Analysis of landlord property holdings by type, financing method, and owner category

Chart Section5 Holdings
Key Insight
Individual investors own 88.3% of 333 landlord-owned SFR properties in NE-Frontier.
Detailed Findings

Landlords in NE-Frontier maintain a significant presence, controlling 333 SFR properties, which constitutes 43.4% of the total 767 SFR properties available in the market. This high penetration underscores the importance of investor activity in the local housing landscape.

Individual investors overwhelmingly dominate the landlord sector, owning 294 SFR properties, which accounts for 88.3% of all investor-owned housing. In contrast, company-owned SFR properties are limited to 45, or 13.5% of the total.

The market is characterized by a high degree of rental focus, with 330 of the 333 investor-owned SFR properties actively rented out, representing 99.1% of the portfolio. This highlights the primary objective of these holdings as income-generating rentals.

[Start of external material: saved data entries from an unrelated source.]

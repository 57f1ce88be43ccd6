use axum::{
    async_trait,
    extract::{FromRef, FromRequestParts},
    http::{header, request::Parts},
};
use jsonwebtoken::{
    decode, encode, errors::ErrorKind, Algorithm, DecodingKey, EncodingKey, Header, Validation,
};
use serde::{Deserialize, Serialize};
use thiserror::Error;
use time::{Duration, OffsetDateTime};
use tracing::{debug, warn};

use crate::{config::JwtConfig, error::ApiError, state::AppState};

/// Access-token lifetime when `JWT_TTL_MINUTES` is not configured.
pub const DEFAULT_ACCESS_TTL: Duration = Duration::minutes(15);

#[derive(Debug, Error)]
pub enum TokenError {
    #[error("token expired")]
    Expired,

    #[error("token signature is invalid")]
    InvalidSignature,

    #[error("token is invalid: {0}")]
    Invalid(String),

    #[error("failed to sign token: {0}")]
    Signing(String),
}

#[derive(Debug, Clone, Serialize, Deserialize)]
pub struct Claims {
    pub sub: String, // username
    pub iat: i64,
    pub exp: i64,
    pub iss: String,
    pub aud: String,
}

#[derive(Clone)]
pub struct JwtKeys {
    encoding: EncodingKey,
    decoding: DecodingKey,
    algorithm: Algorithm,
    issuer: String,
    audience: String,
    access_ttl: Duration,
}

impl FromRef<AppState> for JwtKeys {
    fn from_ref(state: &AppState) -> Self {
        state.jwt.clone()
    }
}

impl JwtKeys {
    pub fn from_config(cfg: &JwtConfig) -> Self {
        let access_ttl = match cfg.ttl_minutes {
            Some(minutes) => Duration::minutes(minutes),
            None => {
                warn!(
                    default_minutes = DEFAULT_ACCESS_TTL.whole_minutes(),
                    "JWT_TTL_MINUTES not configured; using default access token lifetime"
                );
                DEFAULT_ACCESS_TTL
            }
        };
        Self {
            encoding: EncodingKey::from_secret(cfg.secret.as_bytes()),
            decoding: DecodingKey::from_secret(cfg.secret.as_bytes()),
            algorithm: cfg.algorithm,
            issuer: cfg.issuer.clone(),
            audience: cfg.audience.clone(),
            access_ttl,
        }
    }

    pub fn access_ttl(&self) -> Duration {
        self.access_ttl
    }

    pub fn sign_access(&self, subject: &str) -> Result<String, TokenError> {
        self.issue(subject, self.access_ttl())
    }

    pub fn issue(&self, subject: &str, ttl: Duration) -> Result<String, TokenError> {
        self.issue_at(subject, ttl, OffsetDateTime::now_utc())
    }

    pub fn issue_at(
        &self,
        subject: &str,
        ttl: Duration,
        now: OffsetDateTime,
    ) -> Result<String, TokenError> {
        let exp = now + ttl;
        let claims = Claims {
            sub: subject.to_owned(),
            iat: now.unix_timestamp(),
            exp: exp.unix_timestamp(),
            iss: self.issuer.clone(),
            aud: self.audience.clone(),
        };
        let token = encode(&Header::new(self.algorithm), &claims, &self.encoding)
            .map_err(|e| TokenError::Signing(e.to_string()))?;
        debug!(subject, exp = claims.exp, "jwt signed");
        Ok(token)
    }

    pub fn verify(&self, token: &str) -> Result<Claims, TokenError> {
        self.verify_at(token, OffsetDateTime::now_utc())
    }

    /// Valid while `now <= exp`, with no leeway.
    pub fn verify_at(&self, token: &str, now: OffsetDateTime) -> Result<Claims, TokenError> {
        let mut validation = Validation::new(self.algorithm);
        validation.validate_exp = false;
        validation.leeway = 0;
        validation.set_required_spec_claims(&["exp", "sub", "iss", "aud"]);
        validation.set_audience(std::slice::from_ref(&self.audience));
        validation.set_issuer(std::slice::from_ref(&self.issuer));

        let data = decode::<Claims>(token, &self.decoding, &validation).map_err(|e| {
            match e.kind() {
                ErrorKind::InvalidSignature => TokenError::InvalidSignature,
                ErrorKind::ExpiredSignature => TokenError::Expired,
                _ => TokenError::Invalid(e.to_string()),
            }
        })?;

        if now.unix_timestamp() > data.claims.exp {
            return Err(TokenError::Expired);
        }
        debug!(subject = %data.claims.sub, "jwt verified");
        Ok(data.claims)
    }
}

/// Username of the caller, taken from a valid bearer token.
pub struct AuthUser(pub String);

#[async_trait]
impl<S> FromRequestParts<S> for AuthUser
where
    S: Send + Sync,
    JwtKeys: FromRef<S>,
{
    type Rejection = ApiError;

    async fn from_request_parts(parts: &mut Parts, state: &S) -> Result<Self, Self::Rejection> {
        let keys = JwtKeys::from_ref(state);

        let auth_header = parts
            .headers
            .get(header::AUTHORIZATION)
            .and_then(|v| v.to_str().ok())
            .ok_or_else(|| {
                warn!("missing Authorization header");
                credentials_rejected()
            })?;

        let token = bearer_token(auth_header).ok_or_else(|| {
            warn!("Authorization header is not a bearer token");
            credentials_rejected()
        })?;

        let claims = keys.verify(token).map_err(|e| {
            warn!(error = %e, "bearer token rejected");
            credentials_rejected()
        })?;

        Ok(AuthUser(claims.sub))
    }
}

fn bearer_token(value: &str) -> Option<&str> {
    let (scheme, token) = value.split_once(' ')?;
    let token = token.trim();
    (scheme.eq_ignore_ascii_case("bearer") && !token.is_empty()).then_some(token)
}

fn credentials_rejected() -> ApiError {
    ApiError::Unauthorized("Could not validate credentials".into())
}
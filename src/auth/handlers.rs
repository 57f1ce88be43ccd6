use axum::{extract::State, routing::post, Json, Router};
use tracing::{info, instrument, warn};

use crate::{
    auth::{
        dto::{LoginForm, SignupRequest, SignupResponse, TokenResponse},
        password::{hash_password, verify_against_dummy, verify_password},
        repo::UserError,
    },
    error::{ApiError, ErrorBody},
    extract::{ValidForm, ValidJson},
    state::AppState,
};

pub fn auth_routes() -> Router<AppState> {
    Router::new()
        .route("/signup", post(signup))
        .route("/login", post(login))
}

/// Register a new user.
#[utoipa::path(
    post,
    path = "/signup",
    tag = "auth",
    request_body = SignupRequest,
    responses(
        (status = 200, description = "User created", body = SignupResponse),
        (status = 400, description = "Username or email already registered", body = ErrorBody),
        (status = 422, description = "Malformed or invalid input", body = ErrorBody),
        (status = 500, description = "Storage failure", body = ErrorBody)
    )
)]
#[instrument(skip(state, payload))]
pub async fn signup(
    State(state): State<AppState>,
    ValidJson(mut payload): ValidJson<SignupRequest>,
) -> Result<Json<SignupResponse>, ApiError> {
    payload.normalize();

    // Skip the hash when the name is obviously taken; the store re-checks on insert.
    let existing = state
        .users
        .find_by_username(&payload.username)
        .await
        .map_err(|e| ApiError::internal("Error creating user", e))?;
    if existing.is_some() {
        warn!(username = %payload.username, "username already registered");
        return Err(ApiError::BadRequest(UserError::UsernameTaken.to_string()));
    }

    let hash = hash_password(&payload.password)
        .map_err(|e| ApiError::internal("Error creating user", e))?;

    let user = state
        .users
        .create(&payload.username, payload.email.as_deref(), &hash)
        .await
        .map_err(|e| match e {
            UserError::UsernameTaken | UserError::EmailTaken => {
                warn!(username = %payload.username, reason = %e, "signup conflict");
                ApiError::BadRequest(e.to_string())
            }
            UserError::Storage(source) => ApiError::internal("Error creating user", source),
        })?;

    info!(
        user_id = user.id,
        username = %user.username,
        has_email = user.email.is_some(),
        created_at = %user.created_at,
        "user registered"
    );
    Ok(Json(SignupResponse {
        msg: "User created successfully",
    }))
}

/// Exchange a username and password for a bearer access token.
#[utoipa::path(
    post,
    path = "/login",
    tag = "auth",
    request_body(content = LoginForm, content_type = "application/x-www-form-urlencoded"),
    responses(
        (status = 200, description = "Access token issued", body = TokenResponse),
        (status = 401, description = "Incorrect username or password", body = ErrorBody),
        (status = 422, description = "Malformed form", body = ErrorBody),
        (status = 500, description = "Storage failure", body = ErrorBody)
    )
)]
#[instrument(skip(state, form))]
pub async fn login(
    State(state): State<AppState>,
    ValidForm(mut form): ValidForm<LoginForm>,
) -> Result<Json<TokenResponse>, ApiError> {
    form.normalize();

    let user = state
        .users
        .find_by_username(&form.username)
        .await
        .map_err(|e| ApiError::internal("Error during login", e))?;

    let Some(user) = user else {
        verify_against_dummy(&form.password);
        warn!(username = %form.username, "login unknown username");
        return Err(bad_credentials());
    };

    let ok = verify_password(&form.password, &user.password_hash)
        .map_err(|e| ApiError::internal("Error during login", e))?;
    if !ok {
        warn!(user_id = user.id, "login invalid password");
        return Err(bad_credentials());
    }
    if user.disabled {
        warn!(user_id = user.id, "login for disabled user");
        return Err(bad_credentials());
    }

    let access_token = state
        .jwt
        .sign_access(&user.username)
        .map_err(|e| ApiError::internal("Error issuing token", e))?;

    info!(user_id = user.id, username = %user.username, "user logged in");
    Ok(Json(TokenResponse::bearer(access_token)))
}

fn bad_credentials() -> ApiError {
    ApiError::Unauthorized("Incorrect username or password".into())
}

The preference for cash transactions is evident among landlords, as 258 properties (77.5% of the portfolio) were acquired with cash. Only 75 properties (22.5%) are financed, suggesting a conservative investment strategy or a strong capital base for local investors.

Despite companies owning a smaller portion of properties, the ratio of individual to company landlord entities is an even greater disparity at 11.34:1 (397 individual landlords to 35 company landlords), reinforcing the mom-and-pop backbone of the market.

Considering the number of entities, individual landlords average 0.74 properties per entity (294 properties among 397 entities), while company landlords average 1.29 properties per entity (45 properties among 35 entities), suggesting that even companies in this region tend to hold smaller, focused portfolios.

Acquisition Timing & Pricing

Comparison of acquisition prices between landlords and traditional homeowners

Key Insight
Landlord acquisition prices shifted from a 7.7% premium in Q3 to a 54.8% discount in Q2.
Detailed Findings

A notable shift occurred in landlord acquisition pricing between Q2 and Q3 of 2025 in NE-Frontier. In Q3, landlords paid an average of $84,000, which was a $6,000, or 7.7%, premium compared to traditional homeowners who paid $78,000.

Conversely, in Q2, landlords demonstrated a significantly different buying strategy, acquiring properties at an average price of $91,414. This represented a substantial $110,961 discount, or 54.8% less than the average price paid by traditional homeowners, which stood at $202,375.

This dramatic reversal from a premium in Q3 to a deep discount in Q2 indicates either highly opportunistic buying by landlords or a changing market dynamic where different types of properties or distressed sales were more accessible to investors in Q2.

Analysis of broader acquisition price trends by timeframe (All Time, 2024, 2020-2023) is limited, as the data indicates 0 properties were acquired for most periods, despite average prices being listed. This suggests a reporting discrepancy, making it difficult to establish consistent price appreciation or decline.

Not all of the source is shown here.